Durante la actual crisis del covid-19, ese tipo de entendimiento, necesario para favorecer la salud pública sobre los intereses económicos, ha sido muy raro a causa de la intensa polarización entre los dos principales partidos políticos que dominan la agenda pública. El liderazgo errático y caprichudo del presidente estadounidense se ha centrado en politizar un tema de salud pública sobre su imagen y candidatura para las elecciones de noviembre. Pese a conocer la seriedad de la pandemia desde enero, su incapacidad de generar unidad nacional allende las diferencias ideológicas no ha ayudado tampoco a encontrar soluciones rápidas frente a un sistema de salud fragmentado, privatizado, basado en rentabilidad y sin capacidad real para prever y responder a estas emergencias. Cada estado ha debido ingeniárselas para ganar tiempo y salvar vidas mientras su economía se derrumba. La ciudad de Nueva York ya no es hoy el epicentro de las finanzas mundiales, sino el de una pandemia colosal.

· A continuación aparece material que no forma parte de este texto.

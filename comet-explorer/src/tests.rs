//! Tests for the explorer context and its configuration.

use std::collections::HashMap;
use std::time::Duration;

use wiremock::matchers::{method, path};
use wiremock::{Mock, MockServer, ResponseTemplate};

use comet_gateway::GatewayConfig;
use comet_stream::{ConnectStage, ConnectionState, StreamConfig, SubscribeError};

use crate::config::{ExplorerConfig, ENV_API_TOKEN, ENV_API_URL, ENV_PROBE_TIMEOUT_MS, ENV_RPC_URL};
use crate::explorer::Explorer;

fn lookup(vars: &[(&str, &str)]) -> impl Fn(&str) -> Option<String> {
    let vars: HashMap<String, String> = vars
        .iter()
        .map(|(k, v)| (k.to_string(), v.to_string()))
        .collect();
    move |key| vars.get(key).cloned()
}

fn unused_address() -> String {
    let listener = std::net::TcpListener::bind("127.0.0.1:0").unwrap();
    let addr = listener.local_addr().unwrap();
    drop(listener);
    format!("http://{addr}")
}

#[test]
fn test_config_defaults_without_env() {
    let config = ExplorerConfig::from_lookup(lookup(&[]));
    assert_eq!(config.gateway.rpc_url, "http://localhost:26657");
    assert_eq!(config.gateway.api_url, "http://localhost:3000");
    assert!(config.gateway.token.is_none());
    assert_eq!(config.stream.address, "http://localhost:26657");
    assert_eq!(config.stream.probe_timeout, Duration::from_millis(3000));
}

#[test]
fn test_config_env_overrides() {
    let config = ExplorerConfig::from_lookup(lookup(&[
        (ENV_RPC_URL, "https://rpc.example.com"),
        (ENV_API_URL, "https://api.example.com"),
        (ENV_API_TOKEN, "secret"),
        (ENV_PROBE_TIMEOUT_MS, "750"),
    ]));
    assert_eq!(config.gateway.rpc_url, "https://rpc.example.com");
    assert_eq!(config.stream.address, "https://rpc.example.com");
    assert_eq!(config.gateway.api_url, "https://api.example.com");
    assert_eq!(config.gateway.token.as_deref(), Some("secret"));
    assert_eq!(config.stream.probe_timeout, Duration::from_millis(750));
}

#[test]
fn test_config_ignores_empty_and_invalid_values() {
    let config = ExplorerConfig::from_lookup(lookup(&[
        (ENV_API_TOKEN, "  "),
        (ENV_PROBE_TIMEOUT_MS, "soon"),
    ]));
    assert!(config.gateway.token.is_none());
    assert_eq!(config.stream.probe_timeout, Duration::from_millis(3000));
}

#[tokio::test]
async fn test_unreachable_node() {
    let address = unused_address();
    let mut explorer = Explorer::new(ExplorerConfig {
        gateway: GatewayConfig::default(),
        stream: StreamConfig {
            address,
            probe_timeout: Duration::from_millis(500),
        },
    });

    assert!(!explorer.probe().await);
    let err = explorer.connect().await.unwrap_err();
    assert_eq!(err.stage, ConnectStage::Handshake);
    assert_eq!(explorer.state(), ConnectionState::Failed);
}

#[tokio::test]
async fn test_live_windows_need_a_connection() {
    let explorer = Explorer::new(ExplorerConfig::default());

    assert!(matches!(
        explorer.live_blocks().await,
        Err(SubscribeError::NotConnected)
    ));
    assert!(matches!(
        explorer.live_transactions().await,
        Err(SubscribeError::NotConnected)
    ));
}

#[tokio::test]
async fn test_gateway_passthrough_reports_absent() {
    let server = MockServer::start().await;
    Mock::given(method("GET"))
        .and(path("/tx/ABCD"))
        .respond_with(ResponseTemplate::new(200).set_body_json(serde_json::json!({
            "hash": "ABCD",
            "block_id": "BB",
            "tx_type": "transfer",
            "return_code": 0,
            "gas_used": "21000"
        })))
        .mount(&server)
        .await;

    let explorer = Explorer::new(ExplorerConfig {
        gateway: GatewayConfig {
            rpc_url: server.uri(),
            api_url: server.uri(),
            token: None,
        },
        stream: StreamConfig::default(),
    });

    let tx = explorer.transaction("ABCD").await.unwrap();
    assert_eq!(tx.gas_used_or_zero(), 21000);
    assert_eq!(tx.gas_wanted_or_zero(), 0);

    // Unmounted paths answer 404, which reads as absent.
    assert!(explorer.block(7).await.is_none());
    assert!(explorer.block_by_hash("EE").await.is_none());
}
//! The consumer-owned explorer context.

use tokio::sync::watch;
use tracing::info;

use comet_gateway::{BlockRaw, GatewayClient, TxRaw};
use comet_primitives::{BlockSummary, TxSummary};
use comet_stream::{Channel, Connection, ConnectionError, ConnectionManager, ConnectionState, SubscribeError};
use comet_validators::ValidatorAggregator;
use comet_window::{LiveWindow, MAX_ROWS};

use crate::config::ExplorerConfig;

/// One consumer's view of a chain: a query gateway plus at most one live
/// node connection.
///
/// Nothing here is global. Create an `Explorer` per consumer and close it
/// when done; dropping it closes the connection too.
#[derive(Debug)]
pub struct Explorer {
    gateway: GatewayClient,
    connection: ConnectionManager,
}

impl Explorer {
    /// Create an explorer; no connection is opened yet.
    pub fn new(config: ExplorerConfig) -> Self {
        Self {
            gateway: GatewayClient::new(config.gateway),
            connection: ConnectionManager::new(config.stream),
        }
    }

    /// Create an explorer configured from the environment.
    pub fn from_env() -> Self {
        Self::new(ExplorerConfig::from_env())
    }

    /// The query gateway.
    pub fn gateway(&self) -> &GatewayClient {
        &self.gateway
    }

    /// Current connection state.
    pub fn state(&self) -> ConnectionState {
        self.connection.state()
    }

    /// Watch connection state transitions.
    pub fn watch_state(&self) -> watch::Receiver<ConnectionState> {
        self.connection.watch_state()
    }

    /// Check whether the node is reachable, within the configured timeout.
    pub async fn probe(&self) -> bool {
        self.connection.probe().await
    }

    /// Open the node connection, replacing any previous one.
    pub async fn connect(&mut self) -> Result<&Connection, ConnectionError> {
        let conn = self.connection.connect().await?;
        info!(
            address = conn.address(),
            network = %conn.node_status().network,
            "explorer connected"
        );
        Ok(conn)
    }

    /// The open connection, if any.
    pub fn connection(&self) -> Option<&Connection> {
        self.connection.connection()
    }

    /// Close the node connection. Live windows stop once their
    /// subscriptions are torn down.
    pub async fn close(&mut self) {
        self.connection.close().await;
    }

    /// A live window of the most recent blocks.
    pub async fn live_blocks(&self) -> Result<LiveWindow<BlockSummary>, SubscribeError> {
        let conn = self.connection().ok_or(SubscribeError::NotConnected)?;
        let subscription = conn.subscribe(Channel::NewBlock).await?;
        let gateway = self.gateway.clone();
        Ok(LiveWindow::follow(
            async move { gateway.recent_blocks(MAX_ROWS as u32).await },
            subscription,
        ))
    }

    /// A live window of the most recent transactions.
    pub async fn live_transactions(&self) -> Result<LiveWindow<TxSummary>, SubscribeError> {
        let conn = self.connection().ok_or(SubscribeError::NotConnected)?;
        let subscription = conn.subscribe(Channel::NewTx).await?;
        let gateway = self.gateway.clone();
        Ok(LiveWindow::follow(
            async move { gateway.recent_transactions(MAX_ROWS as u32).await },
            subscription,
        ))
    }

    /// A validator aggregator reading from this explorer's gateway.
    pub fn validators(&self) -> ValidatorAggregator<GatewayClient> {
        ValidatorAggregator::new(self.gateway.clone())
    }

    /// Look up a block by height.
    pub async fn block(&self, height: u64) -> Option<BlockRaw> {
        self.gateway.block_by_height(height).await
    }

    /// Look up a block by hash.
    pub async fn block_by_hash(&self, hash: &str) -> Option<BlockRaw> {
        self.gateway.block_by_hash(hash).await
    }

    /// Look up a transaction by hash.
    pub async fn transaction(&self, hash: &str) -> Option<TxRaw> {
        self.gateway.transaction(hash).await
    }
}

Irónicamente, las medidas de confinamiento y de distancia física han ofrecido un respiro al medio ambiente, con una mejora temporal de la calidad del aire y del agua. Pero es de advertir, como señala Gálvez, que los impactos de esta epidemia se suman a la ya existente crisis ambiental de largo alcance, de tal forma que, entre los temas que hoy a todos preocupa, valga la celebración simbólica aunque agridulce del Día de la Tierra. Hagamos una pausa y comprometámonos a acciones individuales y colectivas que conduzcan a una agenda de políticas públicas en la que un nuevo modelo de desarrollo humano, el del buen vivir, ceda a la voracidad de un capitalismo que más bien sale sobrando ante este tipo de cataclismos.